Collected data entries
Content starts
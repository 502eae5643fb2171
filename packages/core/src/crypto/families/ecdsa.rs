//! ECDSA over the prime-order groups in [`EcGroup`].
//!
//! Signatures are `r || s`, two fixed-width parts; the DER wrapping is the
//! facade's business. The nonce is derived per RFC 6979, so the signing
//! rng goes unused.

use crate::crypto::alg_id::AlgorithmIdentifier;
use crate::crypto::families::ec_group::{EcGroup, EcPoint, EcScalar};
use crate::crypto::hash::{emsa1_hash, HashFunction, Hasher};
use crate::crypto::pk_keys::{check_provider, OpResult, PrivateKey, PublicKey};
use crate::crypto::pk_ops::{SignatureOp, VerificationOp};
use crate::error::Result;
use rand_core::CryptoRngCore;
use zeroize::Zeroizing;

pub const ALGORITHM_NAME: &str = "ECDSA";

pub struct EcdsaPublic {
    point: EcPoint,
}

impl EcdsaPublic {
    pub fn from_bits(alg_id: &AlgorithmIdentifier, key_bits: &[u8]) -> Result<Self> {
        let group = EcGroup::from_parameters(alg_id.parameters())?;
        Ok(Self {
            point: EcPoint::from_sec1(group, key_bits)?,
        })
    }
}

pub struct EcdsaPrivate {
    secret: EcScalar,
    point: EcPoint,
}

impl EcdsaPrivate {
    pub fn generate(rng: &mut dyn CryptoRngCore, group: EcGroup) -> Self {
        Self::from_secret(EcScalar::random(group, rng))
    }

    pub fn from_bits(alg_id: &AlgorithmIdentifier, key_bits: &[u8]) -> Result<Self> {
        let group = EcGroup::from_parameters(alg_id.parameters())?;
        Ok(Self::from_secret(EcScalar::from_bytes(group, key_bits)?))
    }

    fn from_secret(secret: EcScalar) -> Self {
        let point = secret.public_point();
        Self { secret, point }
    }
}

macro_rules! ecdsa_public_common {
    () => {
        fn algorithm_name(&self) -> &'static str {
            ALGORITHM_NAME
        }

        fn algorithm_identifier(&self) -> AlgorithmIdentifier {
            AlgorithmIdentifier::new(ALGORITHM_NAME, self.point.group().parameters())
        }

        fn public_key_bits(&self) -> Vec<u8> {
            self.point.to_sec1()
        }

        fn key_length(&self) -> usize {
            self.point.group().order_bits()
        }

        fn estimated_strength(&self) -> usize {
            self.point.group().order_bits() / 2
        }

        fn message_parts(&self) -> usize {
            2
        }

        fn message_part_size(&self) -> usize {
            self.point.group().order_bytes()
        }

        fn create_verification_op<'k>(
            &'k self,
            params: &str,
            provider: &str,
        ) -> OpResult<dyn VerificationOp + 'k> {
            check_provider(ALGORITHM_NAME, provider)?;
            let hash = emsa1_hash(ALGORITHM_NAME, params)?;
            Ok(Some(Box::new(EcdsaVerificationOp {
                key: &self.point,
                hash,
                hasher: hash.hasher(),
            })))
        }
    };
}

impl PublicKey for EcdsaPublic {
    ecdsa_public_common!();
}

impl PublicKey for EcdsaPrivate {
    ecdsa_public_common!();
}

impl PrivateKey for EcdsaPrivate {
    fn private_key_bits(&self) -> Zeroizing<Vec<u8>> {
        self.secret.to_bytes()
    }

    fn public_key(&self) -> Box<dyn PublicKey> {
        Box::new(EcdsaPublic {
            point: self.point.clone(),
        })
    }

    fn create_signature_op<'k>(
        &'k self,
        _rng: &mut dyn CryptoRngCore,
        params: &str,
        provider: &str,
    ) -> OpResult<dyn SignatureOp + 'k> {
        check_provider(ALGORITHM_NAME, provider)?;
        let hash = emsa1_hash(ALGORITHM_NAME, params)?;
        Ok(Some(Box::new(EcdsaSignatureOp {
            key: &self.secret,
            hash,
            hasher: hash.hasher(),
        })))
    }
}

struct EcdsaSignatureOp<'k> {
    key: &'k EcScalar,
    hash: HashFunction,
    hasher: Hasher,
}

impl SignatureOp for EcdsaSignatureOp<'_> {
    fn update(&mut self, msg: &[u8]) {
        self.hasher.update(msg);
    }

    fn sign(&mut self, _rng: &mut dyn CryptoRngCore) -> Result<Vec<u8>> {
        let digest = self.hasher.finalize_reset();
        self.key.sign_prehash(&digest)
    }

    fn signature_length(&self) -> usize {
        2 * self.key.group().order_bytes()
    }

    fn hash_function(&self) -> String {
        self.hash.name().to_string()
    }

    fn algorithm_identifier(&self) -> AlgorithmIdentifier {
        AlgorithmIdentifier::from_name(format!("{}/{}", ALGORITHM_NAME, self.hash.name()))
    }
}

struct EcdsaVerificationOp<'k> {
    key: &'k EcPoint,
    hash: HashFunction,
    hasher: Hasher,
}

impl VerificationOp for EcdsaVerificationOp<'_> {
    fn update(&mut self, msg: &[u8]) {
        self.hasher.update(msg);
    }

    fn is_valid_signature(&mut self, sig: &[u8]) -> Result<bool> {
        let digest = self.hasher.finalize_reset();
        Ok(self.key.verify_prehash(&digest, sig))
    }

    fn hash_function(&self) -> String {
        self.hash.name().to_string()
    }
}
Content ends
(What you should do): Every entry must be output again, exactly as written above.

(Answer to the exercise):
repository 502eae5643fb2171
filename packages/core/src/crypto/families/ecdsa.rs
//! ECDSA over the prime-order groups in [`EcGroup`].
//!
//! Signatures are `r || s`, two fixed-width parts; the DER wrapping is the
//! facade's business. The nonce is derived per RFC 6979, so the signing
//! rng goes unused.

use crate::crypto::alg_id::AlgorithmIdentifier;
use crate::crypto::families::ec_group::{EcGroup, EcPoint, EcScalar};
use crate::crypto::hash::{emsa1_hash, HashFunction, Hasher};
use crate::crypto::pk_keys::{check_provider, OpResult, PrivateKey, PublicKey};
use crate::crypto::pk_ops::{SignatureOp, VerificationOp};
use crate::error::Result;
use rand_core::CryptoRngCore;
use zeroize::Zeroizing;

pub const ALGORITHM_NAME: &str = "ECDSA";

pub struct EcdsaPublic {
    point: EcPoint,
}

impl EcdsaPublic {
    pub fn from_bits(alg_id: &AlgorithmIdentifier, key_bits: &[u8]) -> Result<Self> {
        let group = EcGroup::from_parameters(alg_id.parameters())?;
        Ok(Self {
            point: EcPoint::from_sec1(group, key_bits)?,
        })
    }
}

pub struct EcdsaPrivate {
    secret: EcScalar,
    point: EcPoint,
}

impl EcdsaPrivate {
    pub fn generate(rng: &mut dyn CryptoRngCore, group: EcGroup) -> Self {
        Self::from_secret(EcScalar::random(group, rng))
    }

    pub fn from_bits(alg_id: &AlgorithmIdentifier, key_bits: &[u8]) -> Result<Self> {
        let group = EcGroup::from_parameters(alg_id.parameters())?;
        Ok(Self::from_secret(EcScalar::from_bytes(group, key_bits)?))
    }

    fn from_secret(secret: EcScalar) -> Self {
        let point = secret.public_point();
        Self { secret, point }
    }
}

macro_rules! ecdsa_public_common {
    () => {
        fn algorithm_name(&self) -> &'static str {
            ALGORITHM_NAME
        }

        fn algorithm_identifier(&self) -> AlgorithmIdentifier {
            AlgorithmIdentifier::new(ALGORITHM_NAME, self.point.group().parameters())
        }

        fn public_key_bits(&self) -> Vec<u8> {
            self.point.to_sec1()
        }

        fn key_length(&self) -> usize {
            self.point.group().order_bits()
        }

        fn estimated_strength(&self) -> usize {
            self.point.group().order_bits() / 2
        }

        fn message_parts(&self) -> usize {
            2
        }

        fn message_part_size(&self) -> usize {
            self.point.group().order_bytes()
        }

        fn create_verification_op<'k>(
            &'k self,
            params: &str,
            provider: &str,
        ) -> OpResult<dyn VerificationOp + 'k> {
            check_provider(ALGORITHM_NAME, provider)?;
            let hash = emsa1_hash(ALGORITHM_NAME, params)?;
            Ok(Some(Box::new(EcdsaVerificationOp {
                key: &self.point,
                hash,
                hasher: hash.hasher(),
            })))
        }
    };
}

impl PublicKey for EcdsaPublic {
    ecdsa_public_common!();
}

impl PublicKey for EcdsaPrivate {
    ecdsa_public_common!();
}

impl PrivateKey for EcdsaPrivate {
    fn private_key_bits(&self) -> Zeroizing<Vec<u8>> {
        self.secret.to_bytes()
    }

    fn public_key(&self) -> Box<dyn PublicKey> {
        Box::new(EcdsaPublic {
            point: self.point.clone(),
        })
    }

    fn create_signature_op<'k>(
        &'k self,
        _rng: &mut dyn CryptoRngCore,
        params: &str,
        provider: &str,
    ) -> OpResult<dyn SignatureOp + 'k> {
        check_provider(ALGORITHM_NAME, provider)?;
        let hash = emsa1_hash(ALGORITHM_NAME, params)?;
        Ok(Some(Box::new(EcdsaSignatureOp {
            key: &self.secret,
            hash,
            hasher: hash.hasher(),
        })))
    }
}

struct EcdsaSignatureOp<'k> {
    key: &'k EcScalar,
    hash: HashFunction,
    hasher: Hasher,
}

impl SignatureOp for EcdsaSignatureOp<'_> {
    fn update(&mut self, msg: &[u8]) {
        self.hasher.update(msg);
    }

    fn sign(&mut self, _rng: &mut dyn CryptoRngCore) -> Result<Vec<u8>> {
        let digest = self.hasher.finalize_reset();
        self.key.sign_prehash(&digest)
    }

    fn signature_length(&self) -> usize {
        2 * self.key.group().order_bytes()
    }

    fn hash_function(&self) -> String {
        self.hash.name().to_string()
    }

    fn algorithm_identifier(&self) -> AlgorithmIdentifier {
        AlgorithmIdentifier::from_name(format!("{}/{}", ALGORITHM_NAME, self.hash.name()))
    }
}

struct EcdsaVerificationOp<'k> {
    key: &'k EcPoint,
    hash: HashFunction,
    hasher: Hasher,
}

impl VerificationOp for EcdsaVerificationOp<'_> {
    fn update(&mut self, msg: &[u8]) {
        self.hasher.update(msg);
    }

    fn is_valid_signature(&mut self, sig: &[u8]) -> Result<bool> {
        let digest = self.hasher.finalize_reset();
        Ok(self.key.verify_prehash(&digest, sig))
    }

    fn hash_function(&self) -> String {
        self.hash.name().to_string()
    }
}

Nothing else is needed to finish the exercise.